:: Exercise directions ::
Give again, word for word, each line below starting at the one that contains "filename medcab_cli/src/main.rs" and ending at the one that contains "#[derive(Parser)]".

### Dataset

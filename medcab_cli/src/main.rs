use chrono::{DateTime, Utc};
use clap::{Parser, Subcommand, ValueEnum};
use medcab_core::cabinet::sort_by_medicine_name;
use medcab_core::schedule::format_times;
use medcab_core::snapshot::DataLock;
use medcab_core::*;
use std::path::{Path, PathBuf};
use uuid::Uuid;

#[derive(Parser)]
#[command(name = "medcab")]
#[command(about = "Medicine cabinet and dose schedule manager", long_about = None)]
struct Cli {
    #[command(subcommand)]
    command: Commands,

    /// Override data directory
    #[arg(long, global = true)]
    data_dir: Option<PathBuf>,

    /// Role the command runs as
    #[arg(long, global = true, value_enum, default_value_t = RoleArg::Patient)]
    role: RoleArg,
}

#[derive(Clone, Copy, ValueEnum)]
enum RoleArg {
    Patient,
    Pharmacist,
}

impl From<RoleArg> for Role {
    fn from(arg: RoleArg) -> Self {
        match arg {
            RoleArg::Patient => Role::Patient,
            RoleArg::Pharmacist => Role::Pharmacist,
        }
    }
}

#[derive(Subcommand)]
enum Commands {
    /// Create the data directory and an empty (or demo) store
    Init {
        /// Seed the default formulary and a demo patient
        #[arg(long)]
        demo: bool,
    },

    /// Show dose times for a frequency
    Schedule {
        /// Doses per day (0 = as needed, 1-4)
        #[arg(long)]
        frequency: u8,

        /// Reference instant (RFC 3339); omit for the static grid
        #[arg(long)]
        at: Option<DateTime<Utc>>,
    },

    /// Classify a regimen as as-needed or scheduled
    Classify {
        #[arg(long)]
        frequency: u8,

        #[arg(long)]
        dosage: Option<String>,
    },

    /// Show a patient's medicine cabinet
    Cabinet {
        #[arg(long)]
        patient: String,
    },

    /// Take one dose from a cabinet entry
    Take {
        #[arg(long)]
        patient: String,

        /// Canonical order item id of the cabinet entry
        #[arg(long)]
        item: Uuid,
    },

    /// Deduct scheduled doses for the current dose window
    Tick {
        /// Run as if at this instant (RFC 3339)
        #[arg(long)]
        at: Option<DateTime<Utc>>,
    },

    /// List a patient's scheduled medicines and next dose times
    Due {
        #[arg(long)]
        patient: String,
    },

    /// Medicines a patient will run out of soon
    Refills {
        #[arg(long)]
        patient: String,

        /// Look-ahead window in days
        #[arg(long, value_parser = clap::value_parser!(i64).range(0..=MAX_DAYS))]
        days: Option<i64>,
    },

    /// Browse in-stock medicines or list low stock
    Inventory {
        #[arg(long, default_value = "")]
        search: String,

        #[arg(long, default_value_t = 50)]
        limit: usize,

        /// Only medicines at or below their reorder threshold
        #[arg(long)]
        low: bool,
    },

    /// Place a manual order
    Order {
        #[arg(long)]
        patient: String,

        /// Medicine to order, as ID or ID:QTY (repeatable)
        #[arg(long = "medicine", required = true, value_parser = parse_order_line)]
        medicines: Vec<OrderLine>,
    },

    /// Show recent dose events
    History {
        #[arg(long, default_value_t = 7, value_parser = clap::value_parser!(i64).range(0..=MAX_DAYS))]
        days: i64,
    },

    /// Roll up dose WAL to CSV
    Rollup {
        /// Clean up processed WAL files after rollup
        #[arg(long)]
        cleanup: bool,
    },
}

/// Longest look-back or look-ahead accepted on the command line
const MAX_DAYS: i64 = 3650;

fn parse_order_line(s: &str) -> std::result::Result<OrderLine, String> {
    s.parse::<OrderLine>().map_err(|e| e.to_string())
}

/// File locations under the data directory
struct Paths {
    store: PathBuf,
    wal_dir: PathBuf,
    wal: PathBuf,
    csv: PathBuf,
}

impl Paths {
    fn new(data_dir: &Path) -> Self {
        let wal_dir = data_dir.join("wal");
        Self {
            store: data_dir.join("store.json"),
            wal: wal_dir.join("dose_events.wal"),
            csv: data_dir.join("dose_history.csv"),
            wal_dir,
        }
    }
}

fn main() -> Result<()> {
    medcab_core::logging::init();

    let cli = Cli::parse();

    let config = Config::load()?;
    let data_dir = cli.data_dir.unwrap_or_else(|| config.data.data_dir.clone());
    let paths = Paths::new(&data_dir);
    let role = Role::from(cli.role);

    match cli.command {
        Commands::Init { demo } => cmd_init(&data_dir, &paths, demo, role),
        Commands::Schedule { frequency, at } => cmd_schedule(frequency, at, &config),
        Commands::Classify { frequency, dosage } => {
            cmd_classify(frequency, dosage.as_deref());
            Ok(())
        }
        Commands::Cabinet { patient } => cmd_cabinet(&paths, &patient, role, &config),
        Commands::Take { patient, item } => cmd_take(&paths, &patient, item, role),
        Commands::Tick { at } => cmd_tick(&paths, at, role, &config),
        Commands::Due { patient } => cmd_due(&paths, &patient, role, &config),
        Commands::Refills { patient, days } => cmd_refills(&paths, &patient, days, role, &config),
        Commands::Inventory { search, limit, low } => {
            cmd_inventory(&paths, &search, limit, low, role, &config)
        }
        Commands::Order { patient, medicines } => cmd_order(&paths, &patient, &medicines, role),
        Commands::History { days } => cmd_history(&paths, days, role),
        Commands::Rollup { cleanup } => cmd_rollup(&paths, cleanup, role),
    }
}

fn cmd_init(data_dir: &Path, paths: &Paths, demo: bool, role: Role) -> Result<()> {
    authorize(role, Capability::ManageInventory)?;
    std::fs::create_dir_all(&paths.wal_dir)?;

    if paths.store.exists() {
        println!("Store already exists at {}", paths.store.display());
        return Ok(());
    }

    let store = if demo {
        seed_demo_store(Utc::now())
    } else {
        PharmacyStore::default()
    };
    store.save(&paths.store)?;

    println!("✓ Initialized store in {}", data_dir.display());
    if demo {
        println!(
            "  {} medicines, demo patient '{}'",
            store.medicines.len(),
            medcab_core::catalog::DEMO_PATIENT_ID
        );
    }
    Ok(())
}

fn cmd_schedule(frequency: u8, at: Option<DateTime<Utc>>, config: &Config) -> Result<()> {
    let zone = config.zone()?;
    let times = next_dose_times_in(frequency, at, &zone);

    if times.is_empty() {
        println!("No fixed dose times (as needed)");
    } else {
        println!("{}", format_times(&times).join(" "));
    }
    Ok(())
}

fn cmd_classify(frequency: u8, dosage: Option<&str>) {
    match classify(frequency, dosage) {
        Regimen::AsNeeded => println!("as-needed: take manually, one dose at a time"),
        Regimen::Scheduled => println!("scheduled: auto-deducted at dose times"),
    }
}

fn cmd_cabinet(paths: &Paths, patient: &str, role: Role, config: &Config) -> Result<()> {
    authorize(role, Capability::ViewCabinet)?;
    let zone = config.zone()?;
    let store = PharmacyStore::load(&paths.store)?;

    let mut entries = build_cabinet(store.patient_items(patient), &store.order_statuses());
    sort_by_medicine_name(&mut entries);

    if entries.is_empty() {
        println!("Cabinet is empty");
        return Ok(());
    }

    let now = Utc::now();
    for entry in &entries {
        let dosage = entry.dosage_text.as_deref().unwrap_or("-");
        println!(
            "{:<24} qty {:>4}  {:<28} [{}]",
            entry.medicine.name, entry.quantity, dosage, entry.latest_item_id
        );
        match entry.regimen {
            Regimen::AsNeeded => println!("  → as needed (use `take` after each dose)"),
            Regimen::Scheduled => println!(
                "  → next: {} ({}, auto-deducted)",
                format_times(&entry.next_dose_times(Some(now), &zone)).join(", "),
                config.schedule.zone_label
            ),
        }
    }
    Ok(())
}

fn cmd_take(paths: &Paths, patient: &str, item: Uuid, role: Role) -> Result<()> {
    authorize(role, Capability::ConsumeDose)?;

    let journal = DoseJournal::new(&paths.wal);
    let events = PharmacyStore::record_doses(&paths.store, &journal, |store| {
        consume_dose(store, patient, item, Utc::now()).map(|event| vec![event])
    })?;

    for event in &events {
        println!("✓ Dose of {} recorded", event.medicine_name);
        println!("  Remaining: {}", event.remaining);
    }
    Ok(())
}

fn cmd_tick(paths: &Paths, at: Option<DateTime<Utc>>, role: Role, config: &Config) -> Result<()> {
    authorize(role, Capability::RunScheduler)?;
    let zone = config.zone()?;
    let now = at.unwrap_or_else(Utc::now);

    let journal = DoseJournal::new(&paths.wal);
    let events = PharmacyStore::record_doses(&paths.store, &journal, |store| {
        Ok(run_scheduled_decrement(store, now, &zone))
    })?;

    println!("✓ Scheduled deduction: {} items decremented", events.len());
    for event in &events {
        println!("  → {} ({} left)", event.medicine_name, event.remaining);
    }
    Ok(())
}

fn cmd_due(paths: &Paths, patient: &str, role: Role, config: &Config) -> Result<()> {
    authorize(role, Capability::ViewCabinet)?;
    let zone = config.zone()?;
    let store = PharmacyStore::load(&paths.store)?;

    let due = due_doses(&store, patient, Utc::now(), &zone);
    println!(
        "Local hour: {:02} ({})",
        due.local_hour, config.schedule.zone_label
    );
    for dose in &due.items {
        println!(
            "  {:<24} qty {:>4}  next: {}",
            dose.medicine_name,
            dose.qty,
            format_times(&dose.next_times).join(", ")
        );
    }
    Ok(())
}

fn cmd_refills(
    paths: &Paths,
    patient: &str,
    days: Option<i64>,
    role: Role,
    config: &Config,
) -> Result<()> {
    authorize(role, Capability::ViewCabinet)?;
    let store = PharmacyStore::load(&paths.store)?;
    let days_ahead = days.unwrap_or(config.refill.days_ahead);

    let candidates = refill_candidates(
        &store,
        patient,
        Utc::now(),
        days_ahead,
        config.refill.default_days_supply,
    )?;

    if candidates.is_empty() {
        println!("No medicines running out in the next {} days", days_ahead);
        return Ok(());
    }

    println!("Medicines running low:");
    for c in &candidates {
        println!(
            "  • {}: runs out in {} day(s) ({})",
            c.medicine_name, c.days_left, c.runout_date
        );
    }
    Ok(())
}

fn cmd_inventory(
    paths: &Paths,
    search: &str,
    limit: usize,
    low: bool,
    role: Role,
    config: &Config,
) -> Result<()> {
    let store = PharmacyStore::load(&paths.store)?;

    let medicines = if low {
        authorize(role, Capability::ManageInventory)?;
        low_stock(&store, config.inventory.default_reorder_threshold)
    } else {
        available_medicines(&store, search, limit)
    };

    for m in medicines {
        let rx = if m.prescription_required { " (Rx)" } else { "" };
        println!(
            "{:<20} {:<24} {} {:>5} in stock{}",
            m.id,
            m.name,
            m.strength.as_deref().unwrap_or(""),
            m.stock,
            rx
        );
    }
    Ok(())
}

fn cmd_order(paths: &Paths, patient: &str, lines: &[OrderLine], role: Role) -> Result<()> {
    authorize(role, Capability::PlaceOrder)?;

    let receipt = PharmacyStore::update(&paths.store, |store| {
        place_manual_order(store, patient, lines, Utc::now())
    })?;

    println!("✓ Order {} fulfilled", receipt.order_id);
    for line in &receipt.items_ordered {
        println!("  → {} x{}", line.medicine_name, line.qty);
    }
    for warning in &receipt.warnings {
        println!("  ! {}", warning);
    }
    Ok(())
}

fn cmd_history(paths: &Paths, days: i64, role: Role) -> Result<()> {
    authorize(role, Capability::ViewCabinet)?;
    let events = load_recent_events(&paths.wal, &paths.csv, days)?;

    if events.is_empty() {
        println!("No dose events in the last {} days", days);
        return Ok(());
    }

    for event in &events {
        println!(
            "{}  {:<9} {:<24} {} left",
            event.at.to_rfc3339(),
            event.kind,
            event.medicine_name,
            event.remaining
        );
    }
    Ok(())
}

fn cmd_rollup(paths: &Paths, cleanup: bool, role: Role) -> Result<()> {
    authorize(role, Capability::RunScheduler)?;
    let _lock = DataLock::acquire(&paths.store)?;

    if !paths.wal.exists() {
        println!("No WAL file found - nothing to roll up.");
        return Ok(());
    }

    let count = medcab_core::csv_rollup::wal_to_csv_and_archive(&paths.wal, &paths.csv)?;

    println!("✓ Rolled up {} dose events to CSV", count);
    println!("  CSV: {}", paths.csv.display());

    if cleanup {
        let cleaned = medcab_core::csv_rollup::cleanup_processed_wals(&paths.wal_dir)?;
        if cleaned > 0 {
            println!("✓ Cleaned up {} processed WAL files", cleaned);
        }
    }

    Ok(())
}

######
### Dataset

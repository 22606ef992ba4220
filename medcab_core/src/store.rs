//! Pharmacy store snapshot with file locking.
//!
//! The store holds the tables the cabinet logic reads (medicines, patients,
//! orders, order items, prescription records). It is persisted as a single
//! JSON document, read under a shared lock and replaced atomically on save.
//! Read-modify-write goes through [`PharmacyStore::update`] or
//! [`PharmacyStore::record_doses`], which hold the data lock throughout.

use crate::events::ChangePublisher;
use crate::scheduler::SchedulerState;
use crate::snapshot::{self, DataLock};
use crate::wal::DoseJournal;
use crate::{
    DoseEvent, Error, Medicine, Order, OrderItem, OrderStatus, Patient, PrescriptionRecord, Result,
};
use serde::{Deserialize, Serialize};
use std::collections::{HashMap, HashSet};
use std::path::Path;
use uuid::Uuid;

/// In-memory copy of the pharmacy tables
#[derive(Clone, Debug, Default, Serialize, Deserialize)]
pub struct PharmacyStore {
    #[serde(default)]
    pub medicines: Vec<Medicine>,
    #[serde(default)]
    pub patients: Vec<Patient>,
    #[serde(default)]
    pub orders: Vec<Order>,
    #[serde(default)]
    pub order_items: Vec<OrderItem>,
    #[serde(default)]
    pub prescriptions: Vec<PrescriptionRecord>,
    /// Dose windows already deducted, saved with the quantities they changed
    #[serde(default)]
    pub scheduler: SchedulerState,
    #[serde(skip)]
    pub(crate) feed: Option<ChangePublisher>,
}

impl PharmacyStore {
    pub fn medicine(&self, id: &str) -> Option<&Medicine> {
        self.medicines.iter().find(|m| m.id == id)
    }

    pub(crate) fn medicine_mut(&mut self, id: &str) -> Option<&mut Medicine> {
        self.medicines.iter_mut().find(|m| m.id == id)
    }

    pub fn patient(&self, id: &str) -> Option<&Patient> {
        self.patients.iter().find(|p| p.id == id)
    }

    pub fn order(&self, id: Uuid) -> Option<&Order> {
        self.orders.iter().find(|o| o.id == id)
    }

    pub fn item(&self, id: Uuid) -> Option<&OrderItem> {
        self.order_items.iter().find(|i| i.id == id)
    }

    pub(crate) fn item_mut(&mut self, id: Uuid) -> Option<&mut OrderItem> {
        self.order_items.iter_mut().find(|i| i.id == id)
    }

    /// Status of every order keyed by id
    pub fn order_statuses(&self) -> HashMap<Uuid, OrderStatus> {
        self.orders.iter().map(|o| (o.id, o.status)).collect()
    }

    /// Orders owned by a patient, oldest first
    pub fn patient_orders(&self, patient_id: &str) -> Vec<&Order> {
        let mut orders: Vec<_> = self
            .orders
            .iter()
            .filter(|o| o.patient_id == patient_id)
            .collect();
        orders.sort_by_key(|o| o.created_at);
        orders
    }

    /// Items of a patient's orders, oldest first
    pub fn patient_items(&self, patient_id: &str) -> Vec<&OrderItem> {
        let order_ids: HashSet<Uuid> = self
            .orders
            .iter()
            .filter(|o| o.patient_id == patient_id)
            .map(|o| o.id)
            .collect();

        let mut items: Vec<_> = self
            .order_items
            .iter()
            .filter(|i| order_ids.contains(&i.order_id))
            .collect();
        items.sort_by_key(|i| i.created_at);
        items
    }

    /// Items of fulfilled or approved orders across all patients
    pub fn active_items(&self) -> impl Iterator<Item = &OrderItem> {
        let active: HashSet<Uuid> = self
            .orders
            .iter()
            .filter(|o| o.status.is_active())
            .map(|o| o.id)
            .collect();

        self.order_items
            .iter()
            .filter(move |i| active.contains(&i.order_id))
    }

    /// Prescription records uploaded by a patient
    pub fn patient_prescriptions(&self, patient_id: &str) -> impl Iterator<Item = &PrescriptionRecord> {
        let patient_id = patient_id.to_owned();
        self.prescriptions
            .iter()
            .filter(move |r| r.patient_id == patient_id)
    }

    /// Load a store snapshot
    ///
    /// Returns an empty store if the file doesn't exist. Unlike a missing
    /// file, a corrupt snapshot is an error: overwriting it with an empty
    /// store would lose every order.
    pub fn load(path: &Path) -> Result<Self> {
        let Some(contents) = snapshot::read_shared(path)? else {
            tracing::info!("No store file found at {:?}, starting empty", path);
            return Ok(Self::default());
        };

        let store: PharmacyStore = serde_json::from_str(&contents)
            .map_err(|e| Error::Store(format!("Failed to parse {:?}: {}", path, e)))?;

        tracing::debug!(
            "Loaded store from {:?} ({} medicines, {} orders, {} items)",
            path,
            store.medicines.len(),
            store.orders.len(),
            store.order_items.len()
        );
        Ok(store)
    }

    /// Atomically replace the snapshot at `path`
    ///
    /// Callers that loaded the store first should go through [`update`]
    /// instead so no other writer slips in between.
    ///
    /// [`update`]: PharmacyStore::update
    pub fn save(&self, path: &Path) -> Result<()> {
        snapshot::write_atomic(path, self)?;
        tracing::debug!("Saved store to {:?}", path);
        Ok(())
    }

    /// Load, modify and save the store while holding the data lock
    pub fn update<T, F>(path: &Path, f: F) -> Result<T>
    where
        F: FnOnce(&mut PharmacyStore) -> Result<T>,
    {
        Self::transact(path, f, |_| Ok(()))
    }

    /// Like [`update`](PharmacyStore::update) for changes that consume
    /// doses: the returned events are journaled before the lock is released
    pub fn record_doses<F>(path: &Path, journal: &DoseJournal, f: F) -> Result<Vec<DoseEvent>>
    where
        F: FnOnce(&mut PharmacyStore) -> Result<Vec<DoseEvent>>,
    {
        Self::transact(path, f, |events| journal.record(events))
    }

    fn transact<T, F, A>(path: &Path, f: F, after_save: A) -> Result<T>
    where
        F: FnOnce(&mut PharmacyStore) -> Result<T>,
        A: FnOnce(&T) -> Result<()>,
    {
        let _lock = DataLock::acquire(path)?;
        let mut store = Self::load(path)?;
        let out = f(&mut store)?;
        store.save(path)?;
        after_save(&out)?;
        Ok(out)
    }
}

######

:: Answer space ::
filename medcab_cli/src/main.rs
use chrono::{DateTime, Utc};
use clap::{Parser, Subcommand, ValueEnum};
use medcab_core::cabinet::sort_by_medicine_name;
use medcab_core::schedule::format_times;
use medcab_core::snapshot::DataLock;
use medcab_core::*;
use std::path::{Path, PathBuf};
use uuid::Uuid;

#[derive(Parser)]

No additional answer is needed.